When investigating 3, I found that you are correct that I am currently incrementing the schema_version when altering the sort order. Dang! I think there are few other cases where we probably want to have the same "alter table, but don't change the schema_version". I'm thinking:

  • SET_SORT_KEY
  • SET_COMMENT
  • SET_COLUMN_COMMENT

I'll start trying to implement that behavior, but let me know if I need to course correct! From my first prototype, it requires some additional complexity in a few spots (I think we will need a different construct than new_tables for storing those kinds of alters), so I'm open to feedback and ideas!

@pdet
Copy link
Collaborator

pdet commented Jan 15, 2026

When investigating 3, I found that you are correct that I am currently incrementing the schema_version when altering the sort order. Dang! I think there are few other cases where we probably want to have the same "alter table, but don't change the schema_version". I'm thinking:

  • SET_SORT_KEY
  • SET_COMMENT
  • SET_COLUMN_COMMENT

I'll start trying to implement that behavior, but let me know if I need to course correct! From my first prototype, it requires some additional complexity in a few spots (I think we will need a different construct than new_tables for storing those kinds of alters), so I'm open to feedback and ideas!

Yes, I think none of those should impact the schema ranges for compaction. I think the main thing you have to do is to ensure that these statements won't write a new entry into ducklake_schema_versions, as this table keeps track of schema changes per ducklake table.

@Alex-Monahan
Copy link
Author

Yup, I will prevent that! Unfortunately, I'm also finding that I need to update the local schema cache (since usually a new schema version would be handled differently). I'm making progress!

@Alex-Monahan Alex-Monahan marked this pull request as ready for review January 16, 2026 03:44
@Alex-Monahan
Copy link
Author

Alex-Monahan commented Jan 16, 2026

I now have the schema_version not incrementing on SET_SORT_KEY, SET_COMMENT, and SET_COLUMN_COMMENT!

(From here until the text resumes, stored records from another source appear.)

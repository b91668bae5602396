//! Single-slot mailbox for `no_std` environments.
//!
//! Hands a value from the main loop to the interrupt handler. Posting
//! replaces whatever is waiting, so the reader always sees the latest
//! value. Interrupt safe via critical sections.

use core::cell::RefCell;

use critical_section::Mutex;

use crate::planner::TimingPlan;

/// Mailbox carrying recomputed timing plans to the scheduler
pub type PlanMailbox = Mailbox<TimingPlan>;

/// A single-slot, latest-wins mailbox.
pub struct Mailbox<T> {
    slot: Mutex<RefCell<Option<T>>>,
}

impl<T> Mailbox<T> {
    /// Create an empty mailbox.
    pub const fn new() -> Self {
        Self {
            slot: Mutex::new(RefCell::new(None)),
        }
    }

    /// Post `value`, returning the value it replaced if it was never taken.
    pub fn post(&self, value: T) -> Option<T> {
        critical_section::with(|cs| self.slot.borrow(cs).borrow_mut().replace(value))
    }

    /// Take the waiting value, if any.
    pub fn take(&self) -> Option<T> {
        critical_section::with(|cs| self.slot.borrow(cs).borrow_mut().take())
    }

    pub fn is_empty(&self) -> bool {
        critical_section::with(|cs| self.slot.borrow(cs).borrow().is_none())
    }
}

impl<T> Default for Mailbox<T> {
    fn default() -> Self {
        Self::new()
    }
}
//! Interrupt glue
//!
//! The timer interrupt has no arguments, so the scheduler lives in a
//! static [`SchedulerSlot`]:
//!
//! ```ignore
//! static DISPLAY: SchedulerSlot<BoardScheduler> = SchedulerSlot::new();
//!
//! #[avr_device::interrupt(atmega328p)]
//! fn TIMER2_OVF() {
//!     DISPLAY.on_interrupt();
//! }
//! ```

use core::cell::RefCell;

use critical_section::Mutex;

use crate::PinBus;
use crate::framebuffer::PlaneSource;
use crate::scheduler::{Scheduler, TickTimer, Watchdog};

/// Anything that can run one interrupt tick
pub trait TickHandler {
    fn on_tick(&mut self);
}

impl<F, B, T, W> TickHandler for Scheduler<'_, F, B, T, W>
where
    F: PlaneSource + ?Sized,
    B: PinBus,
    T: TickTimer,
    W: Watchdog,
{
    #[inline]
    fn on_tick(&mut self) {
        self.tick();
    }
}

/// Interrupt-shared home of a tick handler
pub struct SchedulerSlot<S> {
    inner: Mutex<RefCell<Option<S>>>,
}

impl<S> SchedulerSlot<S> {
    /// Create an empty slot.
    pub const fn new() -> Self {
        Self {
            inner: Mutex::new(RefCell::new(None)),
        }
    }

    /// Install `handler`, returning the one it replaces.
    pub fn install(&self, handler: S) -> Option<S> {
        critical_section::with(|cs| self.inner.borrow(cs).borrow_mut().replace(handler))
    }

    /// Remove the installed handler.
    pub fn take(&self) -> Option<S> {
        critical_section::with(|cs| self.inner.borrow(cs).borrow_mut().take())
    }

    pub fn is_installed(&self) -> bool {
        critical_section::with(|cs| self.inner.borrow(cs).borrow().is_some())
    }

    /// Run `f` on the installed handler.
    pub fn with<R>(&self, f: impl FnOnce(&mut S) -> R) -> Option<R> {
        critical_section::with(|cs| self.inner.borrow(cs).borrow_mut().as_mut().map(f))
    }
}

impl<S: TickHandler> SchedulerSlot<S> {
    /// Run one tick. Returns `false` when nothing is installed yet.
    pub fn on_interrupt(&self) -> bool {
        self.with(TickHandler::on_tick).is_some()
    }
}

impl<S> Default for SchedulerSlot<S> {
    fn default() -> Self {
        Self::new()
    }
}
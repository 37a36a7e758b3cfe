//! String literal scanning.
//!
//! Strings may be single or double quoted and may extend over multiple
//! lines. The terminator is fixed at scan start: a string opened with `"`
//! ends only at `"`, one opened with `'` only at `'`.

use crate::error::{ScanError, ScanResult};
use crate::token::{Token, TokenKind};
use crate::Scanner;

impl<'a> Scanner<'a> {
    /// Scans a string literal starting at the opening quote.
    ///
    /// The opening and closing quotes are consumed but excluded from the
    /// token text. A backslash immediately followed by the terminator quote
    /// is treated as an escaped quote: both characters are consumed and
    /// neither is appended. A backslash followed by anything else is
    /// ordinary content. Embedded newlines are kept in the text and advance
    /// the line counter.
    ///
    /// # Errors
    ///
    /// [`ScanError::UnterminatedString`] if the buffer ends before the
    /// terminator, positioned at the opening quote.
    pub(crate) fn scan_string(&mut self) -> ScanResult<Token> {
        let line = self.cursor.line();
        let column = self.cursor.column();
        let terminator = self.cursor.current_char();
        self.cursor.advance();

        let mut text = String::new();
        loop {
            if self.cursor.is_at_end() {
                return Err(ScanError::UnterminatedString { line, column });
            }

            let c = self.cursor.current_char();

            if c == terminator {
                self.cursor.advance();
                break;
            }

            if c == '\\' && self.cursor.peek_char(1) == terminator {
                // Escaped terminator: skip both, append neither.
                self.cursor.advance_n(2);
                continue;
            }

            text.push(c);
            self.cursor.advance();
        }

        Ok(Token::new(TokenKind::String, text, line, column))
    }
}
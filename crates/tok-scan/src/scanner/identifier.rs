//! Identifier scanning.
//!
//! The catch-all class: any run of characters not claimed by the other
//! scanners becomes one identifier token. There is no internal structure or
//! validation, so numbers, keywords, and stray punctuation all land here.

use crate::token::{Token, TokenKind};
use crate::Scanner;

impl<'a> Scanner<'a> {
    /// Scans an identifier at the current position.
    ///
    /// Consumes characters until whitespace (space, tab, newline, carriage
    /// return), an operator-starting character, or end of buffer.
    pub(crate) fn scan_identifier(&mut self) -> Token {
        let line = self.cursor.line();
        let column = self.cursor.column();

        let mut text = String::new();
        while !self.cursor.is_at_end() {
            let c = self.cursor.current_char();
            if matches!(c, ' ' | '\t' | '\n' | '\r') || self.is_operator_start(c) {
                break;
            }
            text.push(c);
            self.cursor.advance();
        }

        Token::new(TokenKind::Identifier, text, line, column)
    }
}
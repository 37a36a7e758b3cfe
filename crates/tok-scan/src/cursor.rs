//! Character cursor for traversing source text.
//!
//! This module provides the `Cursor` struct which maintains position state
//! while iterating through source characters. It handles UTF-8 encoding
//! correctly and tracks line/column information for error reporting.

/// A cursor for traversing source text character by character.
///
/// The cursor maintains the current position in the source string and
/// provides methods for advancing, peeking ahead, and checking conditions.
/// Line and column numbers are 1-based; the column resets to 1 after every
/// newline, in every code path.
///
/// # Example
///
/// ```
/// use tok_scan::cursor::Cursor;
///
/// let mut cursor = Cursor::new("a=1;");
/// assert_eq!(cursor.current_char(), 'a');
/// cursor.advance();
/// assert_eq!(cursor.current_char(), '=');
/// ```
pub struct Cursor<'a> {
    /// The source text being traversed.
    source: &'a str,

    /// Current byte position in the source.
    position: usize,

    /// Current line number (1-based).
    line: u32,

    /// Current column number (1-based, in characters).
    column: u32,
}

impl<'a> Cursor<'a> {
    /// Creates a new cursor positioned at the start of the given source text.
    pub fn new(source: &'a str) -> Self {
        Self {
            source,
            position: 0,
            line: 1,
            column: 1,
        }
    }

    /// Returns the current character, or '\0' at the end of the source.
    #[inline]
    pub fn current_char(&self) -> char {
        self.peek_char(0)
    }

    /// Returns the character at the given byte offset from the current
    /// position, or '\0' past the end of the source.
    ///
    /// # Example
    ///
    /// ```
    /// use tok_scan::cursor::Cursor;
    ///
    /// let cursor = Cursor::new("ab");
    /// assert_eq!(cursor.peek_char(0), 'a');
    /// assert_eq!(cursor.peek_char(1), 'b');
    /// assert_eq!(cursor.peek_char(2), '\0');
    /// ```
    #[inline]
    pub fn peek_char(&self, offset: usize) -> char {
        let pos = self.position + offset;
        if pos >= self.source.len() {
            return '\0';
        }

        // Fast path for ASCII (most common case)
        let b = self.source.as_bytes()[pos];
        if b < 128 {
            return b as char;
        }

        self.source[pos..].chars().next().unwrap_or('\0')
    }

    /// Advances the cursor to the next character.
    ///
    /// Updates line and column tracking. Does nothing if already at end.
    #[inline]
    pub fn advance(&mut self) {
        if let Some(c) = self.source[self.position..].chars().next() {
            self.position += c.len_utf8();
            if c == '\n' {
                self.line += 1;
                self.column = 1;
            } else {
                self.column += 1;
            }
        }
    }

    /// Advances the cursor by the given number of characters.
    pub fn advance_n(&mut self, count: usize) {
        for _ in 0..count {
            if self.is_at_end() {
                break;
            }
            self.advance();
        }
    }

    /// Returns true if the cursor is at the end of the source.
    #[inline]
    pub fn is_at_end(&self) -> bool {
        self.position >= self.source.len()
    }

    /// Returns the current line number (1-based).
    pub fn line(&self) -> u32 {
        self.line
    }

    /// Returns the current column number (1-based).
    pub fn column(&self) -> u32 {
        self.column
    }

    /// Returns the current byte position in the source.
    pub fn position(&self) -> usize {
        self.position
    }

    /// Returns the source text from the current position to the end.
    ///
    /// # Example
    ///
    /// ```
    /// use tok_scan::cursor::Cursor;
    ///
    /// let mut cursor = Cursor::new("a = 1;");
    /// cursor.advance_n(4);
    /// assert_eq!(cursor.remaining(), "1;");
    /// ```
    pub fn remaining(&self) -> &'a str {
        &self.source[self.position..]
    }

    /// Returns a slice of the source from the given start position to the
    /// current position.
    pub fn slice_from(&self, start: usize) -> &'a str {
        &self.source[start..self.position]
    }
}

I split the tests apart and also added tests for 1, 2, 3, and 5! I added quite a lot of tests to ensure transactionality for 5. Since alter table can't happen in the same transaction as a compaction (Getting the deliberate Transactions can either make changes OR perform compaction - not both error), that meant fewer cases in the compaction case than the inlining.

I also added tests for the schema_version non-incrementing for the comment cases.

Let me know what you think!

@Alex-Monahan Alex-Monahan marked this pull request as draft January 16, 2026 03:57
@Alex-Monahan
Copy link
Author

Alex-Monahan commented Jan 16, 2026

So, to fix the assertion issues on my fork's CI, I had to relax an assertion. Please let me know if I am off base, but I think that the assertion was too tight.

In src/storage/ducklake_catalog.cpp lines 439-461, the table_entry_map can have views added to it. However, there was an assertion in DuckLakeCatalogSet::GetEntryById(TableIndex index) that required a table (and not a view). Allowing a view there appears to solve things.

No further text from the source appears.